Int J Biol Sci. 2009 Jul 29;5(6):528-42. doi: 10.7150/ijbs.5.528.
Quantitative or complex traits are determined by the combined effects of many loci, and are affected by genetic networks or molecular pathways. In the present study, we genotyped a total of 138 mutations, mainly single nucleotide polymorphisms derived from 71 functional genes on a Wagyu x Limousin reference population. Two hundred forty six F(2) animals were measured for 5 carcass, 6 eating quality and 8 fatty acid composition traits. A total of 2,280 single marker-trait association runs with 120 tagged mutations selected based on the HAPLOVIEW analysis revealed 144 significant associations (P < 0.05), but 50 of them were removed from the analysis due to the small number of animals (< or = 9) in one genotype group or absence of one genotype among three genotypes. The remaining 94 single-trait associations were then placed into three groups of quantitative trait modes (QTMs) with additive, dominant and overdominant effects. All significant markers and their QTMs associated with each of these 19 traits were involved in a linear regression model analysis, which confirmed single-gene associations for 4 traits, but revealed two-gene networks for 8 traits and three-gene networks for 5 traits. Such genetic networks involving both genotypes and QTMs resulted in high correlations between predicted and actual values of performance, thus providing evidence that the classical Mendelian principles of inheritance can be applied in understanding genetic complexity of complex phenotypes. Our present study also indicated that carcass, eating quality and fatty acid composition traits rarely share genetic networks. Therefore, marker-assisted selection for improvement of one category of these traits would not interfere with improvement of another.

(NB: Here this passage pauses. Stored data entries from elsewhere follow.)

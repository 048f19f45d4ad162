//! Tag vocabulary and post-association handlers.

use actix_web::{HttpResponse, web};
use serde::Deserialize;

use quill_shared::MessageResponse;
use quill_shared::dto::TagDto;

use crate::handlers::validate;
use crate::middleware::auth::Identity;
use crate::middleware::error::ApiResult;
use crate::state::AppState;

#[derive(Deserialize)]
pub struct SearchQuery {
    tag: String,
}

/// POST /api/v1/posts/tags/create
pub async fn create(
    state: web::Data<AppState>,
    _identity: Identity,
    body: web::Json<TagDto>,
) -> ApiResult<HttpResponse> {
    let req = body.into_inner();
    validate::name(&req.name)?;

    let tag = state.tags.create(&req.name).await?;

    Ok(HttpResponse::Created().json(TagDto { name: tag.name }))
}

/// POST /api/v1/posts/tags/create-multi
pub async fn create_multi(
    state: web::Data<AppState>,
    _identity: Identity,
    body: web::Json<Vec<TagDto>>,
) -> ApiResult<HttpResponse> {
    let names: Vec<String> = body.into_inner().into_iter().map(|dto| dto.name).collect();
    for name in &names {
        validate::name(name)?;
    }

    let tags = state.tags.create_many(&names).await?;

    let dtos: Vec<TagDto> = tags.into_iter().map(|tag| TagDto { name: tag.name }).collect();
    Ok(HttpResponse::Created().json(dtos))
}

/// GET /api/v1/posts/tags/search?tag=name
pub async fn search(
    state: web::Data<AppState>,
    query: web::Query<SearchQuery>,
) -> ApiResult<HttpResponse> {
    let message = if state.tags.exists(&query.tag).await? {
        format!("Tag '{}' does exist", query.tag)
    } else {
        format!("Tag '{}' does not exist", query.tag)
    };

    Ok(HttpResponse::Ok().json(MessageResponse::new(message)))
}

/// GET /api/v1/posts/tags/all
pub async fn all(state: web::Data<AppState>) -> ApiResult<HttpResponse> {
    let tags = state.tags.list_all().await?;

    let dtos: Vec<TagDto> = tags.into_iter().map(|tag| TagDto { name: tag.name }).collect();
    Ok(HttpResponse::Ok().json(dtos))
}

/// PUT /api/v1/posts/tags/update/{name}
pub async fn update(
    state: web::Data<AppState>,
    _identity: Identity,
    name: web::Path<String>,
    body: web::Json<TagDto>,
) -> ApiResult<HttpResponse> {
    let req = body.into_inner();
    validate::name(&req.name)?;

    state.tags.rename(&name, &req.name).await?;

    Ok(HttpResponse::Ok().json(MessageResponse::new(format!(
        "Tag '{}' changed/updated to '{}'",
        name, req.name
    ))))
}

/// DELETE /api/v1/posts/tags/delete/{name}
pub async fn delete(
    state: web::Data<AppState>,
    _identity: Identity,
    name: web::Path<String>,
) -> ApiResult<HttpResponse> {
    state.tags.delete(&name).await?;

    Ok(HttpResponse::Ok().json(MessageResponse::new(format!("Tag '{}' deleted!", name))))
}

/// PUT /api/v1/posts/{title}/tags/add
pub async fn add_to_post(
    state: web::Data<AppState>,
    identity: Identity,
    title: web::Path<String>,
    body: web::Json<TagDto>,
) -> ApiResult<HttpResponse> {
    let req = body.into_inner();
    validate::name(&req.name)?;

    state
        .tags
        .add_to_post(&identity.email, &title, &req.name)
        .await?;

    Ok(HttpResponse::Ok().json(MessageResponse::new(format!(
        "{} tag added to the post '{}'",
        req.name, title
    ))))
}

/// PUT /api/v1/posts/{title}/tags/add-multi
pub async fn add_multi_to_post(
    state: web::Data<AppState>,
    identity: Identity,
    title: web::Path<String>,
    body: web::Json<Vec<TagDto>>,
) -> ApiResult<HttpResponse> {
    let names: Vec<String> = body.into_inner().into_iter().map(|dto| dto.name).collect();
    for name in &names {
        validate::name(name)?;
    }

    state
        .tags
        .add_many_to_post(&identity.email, &title, &names)
        .await?;

    Ok(HttpResponse::Ok().json(MessageResponse::new(format!(
        "All tags added to the post '{}'",
        title
    ))))
}

/// DELETE /api/v1/posts/{title}/tags/delete
pub async fn remove_from_post(
    state: web::Data<AppState>,
    identity: Identity,
    title: web::Path<String>,
    body: web::Json<TagDto>,
) -> ApiResult<HttpResponse> {
    let req = body.into_inner();
    validate::name(&req.name)?;

    state
        .tags
        .remove_from_post(&identity.email, &title, &req.name)
        .await?;

    Ok(HttpResponse::Ok().json(MessageResponse::new(format!(
        "{} tag removed from the post '{}'",
        req.name, title
    ))))
}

数量性状或复杂性状由许多基因座的综合效应决定,并受遗传网络或分子途径影响。在本研究中,我们对一个和牛×利木赞参考群体中总共138个突变进行了基因分型,这些突变主要是来自71个功能基因的单核苷酸多态性。对246头F(2)代动物的5个胴体性状、6个肉质性状和8个脂肪酸组成性状进行了测量。基于HAPLOVIEW分析选择的120个标签突变进行了总共2280次单标记-性状关联分析,共揭示了144个显著关联(P < 0.05),但其中50个因一个基因型组中的动物数量少(≤9头)或三种基因型中缺少一种基因型而被排除在分析之外。然后将其余94个单性状关联分为具有加性、显性和超显性效应的三组数量性状模式(QTMs)。与这19个性状中的每一个相关的所有显著标记及其QTMs都参与了线性回归模型分析,该分析确认了4个性状的单基因关联,但揭示了8个性状的双基因网络和5个性状的三基因网络。这种涉及基因型和QTMs的遗传网络导致了性能预测值与实际值之间的高度相关性,从而提供了证据表明经典的孟德尔遗传原理可用于理解复杂表型的遗传复杂性。我们目前的研究还表明,胴体、肉质和脂肪酸组成性状很少共享遗传网络。因此,针对这些性状中的一类进行标记辅助选择不会干扰另一类性状的改良。